Strong infrastructure, such as road development, supports economic growth, trade, and job creation. However, it is complex and costly. Like many countries, Kenya faces a sizable financing challenge to close its infrastructure gap. For example, only about 15% of Kenya’s road network is paved, and its unpaved roads are more vulnerable to damage from the increasing storms and floods caused by climate change. Stronger, climate-resilient infrastructure presents an attractive opportunity for some private-sector investors.

In many countries, institutional investors — such as pension funds and insurance companies — are major investors in project bonds to finance infrastructure. These bonds are a good match for institutional investors because they are long-term, standardized, and take advantage of local capital market regulation and liquidity. However, only a handful of project bonds have been issued in Africa, and there are not nearly enough local private investors who are comfortable investing in infrastructure as an asset class.

Most institutional investors on the continent invest mostly in government bonds; they lack the know-how, comfort level, and regulations to invest in other sustainable assets.

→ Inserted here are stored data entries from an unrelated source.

//! voxpipe demo - one-shot synthesis showcase
//!
//! Prints which engines are usable, synthesizes one sentence with the
//! configured engine, saves it under the audio directory, and optionally
//! plays it back.

use std::time::Instant;

use anyhow::{Context, Result};
use clap::Parser;
use tracing::{info, Level};
use tracing_subscriber::FmtSubscriber;

use voxpipe::audio::playback;
use voxpipe::engine::availability_report;
use voxpipe::{AppConfig, Pipeline, VERSION};

const SAMPLE_TEXT: &str = "Text to speech from the command line, with pipelines that compose.";

/// voxpipe demo
#[derive(Parser, Debug)]
#[command(name = "voxpipe-demo")]
#[command(about = "Synthesize a sample sentence and save it")]
struct Cli {
    /// Text to use instead of the built-in sample
    text: Option<String>,

    /// Play the audio after saving
    #[arg(long)]
    play: bool,

    /// Enable verbose logging
    #[arg(short, long)]
    verbose: bool,
}

fn setup_logging(verbose: bool) {
    let level = if verbose { Level::DEBUG } else { Level::INFO };
    let subscriber = FmtSubscriber::builder()
        .with_max_level(level)
        .with_target(false)
        .with_thread_ids(false)
        .compact()
        .finish();
    tracing::subscriber::set_global_default(subscriber).expect("Failed to set tracing subscriber");
}

fn main() -> Result<()> {
    let cli = Cli::parse();
    setup_logging(cli.verbose);

    info!("voxpipe demo v{}", VERSION);

    let config = AppConfig::from_env();
    let runtime = tokio::runtime::Runtime::new().context("Failed to start runtime")?;

    println!("Engines:");
    for (kind, available) in runtime.block_on(availability_report(&config)) {
        let status = if available { "available" } else { "unavailable" };
        println!("  • {:8} {}", kind, status);
    }

    let pipeline = Pipeline::new(config.engine, &config.language, &config)?;
    let text = cli.text.as_deref().unwrap_or(SAMPLE_TEXT);

    info!(
        "Synthesizing via {} ({}): {}",
        pipeline.engine(),
        pipeline.language(),
        text
    );

    let start = Instant::now();
    let path = runtime.block_on(pipeline.save_async(text, None))?;
    info!("Synthesized in {:.1}s", start.elapsed().as_secs_f32());
    println!("Saved: {}", path.display());

    if cli.play {
        playback::play_file(&path)?;
    }

    Ok(())
}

This prevents African countries from driving a greater percentage of their local assets into real economy investments, makes them more dependent on sovereign financing and foreign currency debt, and limits their ability to build strong economies. Even when other vehicles are available, many pension fund trustees are unfamiliar with or skeptical of these options. This limits their ability to build strong, diversified investment portfolios for their workers and retirees.

The Opportunity

Because of demographic and savings trends, pension funds in some African countries have accumulated significant assets that are approaching scale-level amounts in relation to their overall economies. This is the case in Kenya, South Africa, Nigeria, and Botswana. These pools of local currency assets offer countries the opportunity to finance infrastructure development with their own national holdings. The key constraint is giving these groups the know-how and comfort level to deploy this capital into bankable transactions with reasonable levels of market risk for higher returns than the usual government bond rates.

In Kenya, the government identified a need to upgrade about 3,000 kilometers of roads in the country. Using a transparent public-private partnership (PPP) framework, it procured private concessionaires to build and maintain the roads. The government also established a dedicated fund drawn from fuel taxes to pay these concessionaires for the operation of roads, defray some of the risks to their cash flows, and attract financing.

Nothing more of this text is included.